Et voilà le travail

Chroniques de l'humain en entreprise Le blog de Rozenn Le Saint, créé par Elsa Fayner.

On prend les congés que l’on veut dans ces entreprises : le rêve ? O commentaire

Chez Red Frog, à Chicago, les employés peuvent arriver le matin quand ils le veulent, partir au moment qui leur convient, et prendre autant de congés que désiré, explique Kendra Alley, du service communication.

La société, spécialisée dans l’événementiel, avec ses 70 salariés à plein-temps, n’est pas la seule chez les anglo-saxons à ne pas limiter les congés. Quelques entreprises de petite ou de moyenne taille, comme Netflix (VOD), Evernote (stockage de données), WANdisco (logiciels), LRN (conseil), Inbucon (consulting RH), pour ne reprendre que celles listées par le Financial Times, proposent elles aussi des « vacances illimitées ».

Dit comme ça, ça fait rêver.
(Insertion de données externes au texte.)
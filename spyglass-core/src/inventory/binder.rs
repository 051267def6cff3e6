//! Ownership hand-off between holder representations.

use std::sync::Arc;

use crate::holder::{RegionKind, SharedHolder};

use super::virtual_container::VirtualContainer;

/// Rebinds a container to a new representation of its owner.
///
/// Used when the real player transitions between an offline shadow and a
/// live in-simulation representation while someone has their inventory open:
/// the persistent regions (main, armor, off-hand) are carried over, crafting
/// grid and cursor are transient and left behind, and every open viewer
/// session keeps working against the new holder. The reverse transition
/// (live to offline) needs no rebind at all.
///
/// The whole hand-off completes within this call; slots address regions by
/// kind and index, so no viewer can observe a partially rebound container.
///
/// # Panics
/// Panics if the new representation's persistent regions differ in shape
/// from the old one's; region shapes are engine-version-invariant within a
/// rebind, so a mismatch is a logic error.
pub fn rebind(container: &mut VirtualContainer, new_holder: SharedHolder) {
    if Arc::ptr_eq(container.owner(), &new_holder) {
        return;
    }

    {
        let old = container.owner().lock();
        let mut new = new_holder.lock();
        for kind in RegionKind::PERSISTENT {
            let source = old.region(kind);
            let target = new.region_mut(kind);
            assert_eq!(
                source.len(),
                target.len(),
                "{} region changed shape during rebind of {}",
                kind.name(),
                new.profile().name,
            );
            target.clone_from_slice(source);
        }
        log::info!(
            "Rebound {}'s inventory to a {} holder",
            new.profile().name,
            if new.is_online() { "live" } else { "shadow" },
        );
    }

    container.set_owner(new_holder);
}

#[cfg(test)]
mod test {
    use std::sync::Arc;

    use spyglass_registry::ItemStack;
    use uuid::Uuid;

    use crate::holder::{HolderProfile, PlayerHolder, RegionKind, ShadowHolder, SharedHolder};
    use crate::inventory::container::Container;
    use crate::inventory::virtual_container::VirtualContainer;
    use crate::locks::SyncMutex;

    use super::rebind;

    fn shared(holder: ShadowHolder) -> SharedHolder {
        Arc::new(SyncMutex::new(holder))
    }

    #[test]
    fn rebind_transfers_persistent_regions_only() {
        let uuid = Uuid::new_v4();
        let offline = shared(ShadowHolder::new(HolderProfile::new(uuid, "Steve")));
        let mut container = VirtualContainer::new(offline.clone());

        // Edit through the view while offline: virtual 0 -> backing 9.
        container
            .set_item(0, ItemStack::new("minecraft:diamond", 3))
            .expect("set");
        // Leave transient state behind in the old representation.
        offline.lock().region_mut(RegionKind::Crafting)[1] = ItemStack::new("minecraft:stick", 2);
        offline.lock().set_cursor(ItemStack::new("minecraft:dirt", 1));
        container
            .set_item(36, ItemStack::new("minecraft:iron_helmet", 1))
            .expect("set");

        let live = shared(ShadowHolder::new(HolderProfile::new(uuid, "Steve")));
        rebind(&mut container, live.clone());

        assert!(Arc::ptr_eq(container.owner(), &live));
        assert_eq!(
            live.lock().region(RegionKind::Main)[9],
            ItemStack::new("minecraft:diamond", 3)
        );
        // The pretty armor row is reversed: virtual 36 -> backing 3.
        assert_eq!(
            live.lock().region(RegionKind::Armor)[3],
            ItemStack::new("minecraft:iron_helmet", 1)
        );
        assert!(live.lock().region(RegionKind::Crafting)[1].is_empty());
        assert!(live.lock().cursor().is_empty());

        // The open view now reads and writes the new holder.
        assert_eq!(
            container.get_item(0).expect("get"),
            ItemStack::new("minecraft:diamond", 3)
        );
        container
            .set_item(1, ItemStack::new("minecraft:emerald", 1))
            .expect("set");
        assert_eq!(
            live.lock().region(RegionKind::Main)[10],
            ItemStack::new("minecraft:emerald", 1)
        );
    }

    #[test]
    fn rebind_to_the_same_holder_is_a_no_op() {
        let holder = shared(ShadowHolder::new(HolderProfile::new(
            Uuid::new_v4(),
            "Alex",
        )));
        let mut container = VirtualContainer::new(holder.clone());
        rebind(&mut container, holder.clone());
        assert!(Arc::ptr_eq(container.owner(), &holder));
    }

    #[test]
    fn rebind_keeps_viewer_sessions() {
        let uuid = Uuid::new_v4();
        let offline = shared(ShadowHolder::new(HolderProfile::new(uuid, "Steve")));
        let mut container = VirtualContainer::new(offline);
        let viewer = Uuid::new_v4();
        container.viewers_mut().open(viewer);

        let live = shared(ShadowHolder::new(HolderProfile::new(uuid, "Steve")));
        rebind(&mut container, live);
        assert_eq!(container.viewers().viewers(), &[viewer]);
    }

    #[test]
    #[should_panic(expected = "region changed shape")]
    fn rebind_rejects_mismatched_region_shapes() {
        let uuid = Uuid::new_v4();
        let offline = shared(ShadowHolder::new(HolderProfile::new(uuid, "Steve")));
        let mut container = VirtualContainer::new(offline);

        let mismatched = shared(ShadowHolder::with_sizes(
            HolderProfile::new(uuid, "Steve"),
            crate::holder::RegionSizes {
                main: 27,
                armor: 4,
                off_hand: 1,
                crafting: 4,
            },
        ));
        rebind(&mut container, mismatched);
    }
}
//! Container trait for item storage.

use spyglass_registry::ItemStack;

use crate::error::InventoryError;

/// A uniform interface over slot-addressable item storage.
///
/// Unlike a chest backed by its own item list, implementations may proxy
/// storage shared with the simulation (a player's regions behind a mutex),
/// so accessors return owned stacks and indexed access is fallible: callers
/// such as the UI bridge must never issue indices at or beyond [`size`].
///
/// [`size`]: Container::size
pub trait Container: Send + Sync {
    /// Returns the number of slots in this container.
    fn size(&self) -> usize;

    /// Returns true if all slots are empty.
    fn is_empty(&self) -> bool {
        for index in 0..self.size() {
            if self
                .get_item(index)
                .is_ok_and(|item| !item.is_empty())
            {
                return false;
            }
        }
        true
    }

    /// Gets the item in the given slot.
    fn get_item(&self, index: usize) -> Result<ItemStack, InventoryError>;

    /// Sets the item in the given slot.
    fn set_item(&mut self, index: usize, item: ItemStack) -> Result<(), InventoryError>;

    /// Removes up to `amount` items from the given slot and returns them,
    /// leaving any remainder in place.
    fn remove_item(&mut self, index: usize, amount: i32) -> Result<ItemStack, InventoryError>;

    /// Removes and returns the entire stack from the given slot without
    /// triggering updates.
    fn remove_item_no_update(&mut self, index: usize) -> Result<ItemStack, InventoryError>;

    /// Returns the maximum stack size this container allows.
    fn max_stack_size(&self) -> i32 {
        99
    }

    /// Called when the container contents change.
    fn set_changed(&mut self);

    /// Materializes every slot's current item, in index order.
    fn snapshot(&self) -> Vec<ItemStack> {
        (0..self.size())
            .map(|index| self.get_item(index).unwrap_or_default())
            .collect()
    }

    /// Clears all items from this container.
    fn clear(&mut self);

    /// Returns whether the container can still be interacted with.
    ///
    /// A player-backed view has no location constraint, so the default is
    /// unconditionally true.
    fn is_still_valid(&self) -> bool {
        true
    }
}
C’est un peu plus compliqué en réalité.

« Chacun travaille pour les autres »

WANdisco, qui conçoit des logiciels, expérimente le principe depuis plus d’un an. Pour David Richards, le co-fondateur :

« Nous avons fait ce choix pour solidifier la culture de notre entreprise : chacun fait partie d’une équipe, travaille avec les autres, travaille pour les autres. Il n’y a pas mieux pour y parvenir que d’autoriser les employés à “manager” véritablement leur temps.

Nous ne sommes plus dans l’économie de Dickens, où un vieil avare contrôle l’employé minute par minute. »

Concrètement, le salarié dépose une demande, qui est ensuite validée. Ou non, mais cela n’est jusqu’à présent arrivé pour aucun des 130 salariés, remarque David Richards.

Des petits plus : voiture électrique, conciergerie…

Les entreprises contactées en réfèrent avant tout à un « état d’esprit ». Mieux vaut qu’un salarié fatigué, patraque, vidé, ou simplement la tête ailleurs (sur des pistes de ski, par exemple), ne vienne pas au bureau. Quitte à ce qu’il travaille – un peu, beaucoup ? – à distance. Il récupère ainsi quand il en a besoin. Et si son job lui plaît, il n’en aura pas trop besoin.

Ces entreprises offrent d’ailleurs souvent de quoi s’y sentir bien :

  • l’assurance maladie chez l’une,
  • une voiture électrique chez l’autre,
  • voire un mois sabbatique tous les cinq ans,
  • ou encore une conciergerie.

Car, pour les employeurs, la formule présente plus d’un intérêt, remarque Kendra Alley, de chez Red Frog (Chicago) :

  • la productivité augmente ;
  • l’entreprise recrute plus facilement des « talents » : « C’est un excellent outil pour recruter et garder les employés » ;
  • enfin, les coûts de gestion administrative diminuent.

Mille dollars pour prendre des vacances

Du coup, comme personne ne s’occupe de la gestion des congés – ce qui permet des économies, nous l’avons bien compris –, Red Frog assure ne pas recenser les temps de présence. Difficile, donc, de savoir si les salariés profitent du dispositif pour se lancer dans des tours du monde, ou non.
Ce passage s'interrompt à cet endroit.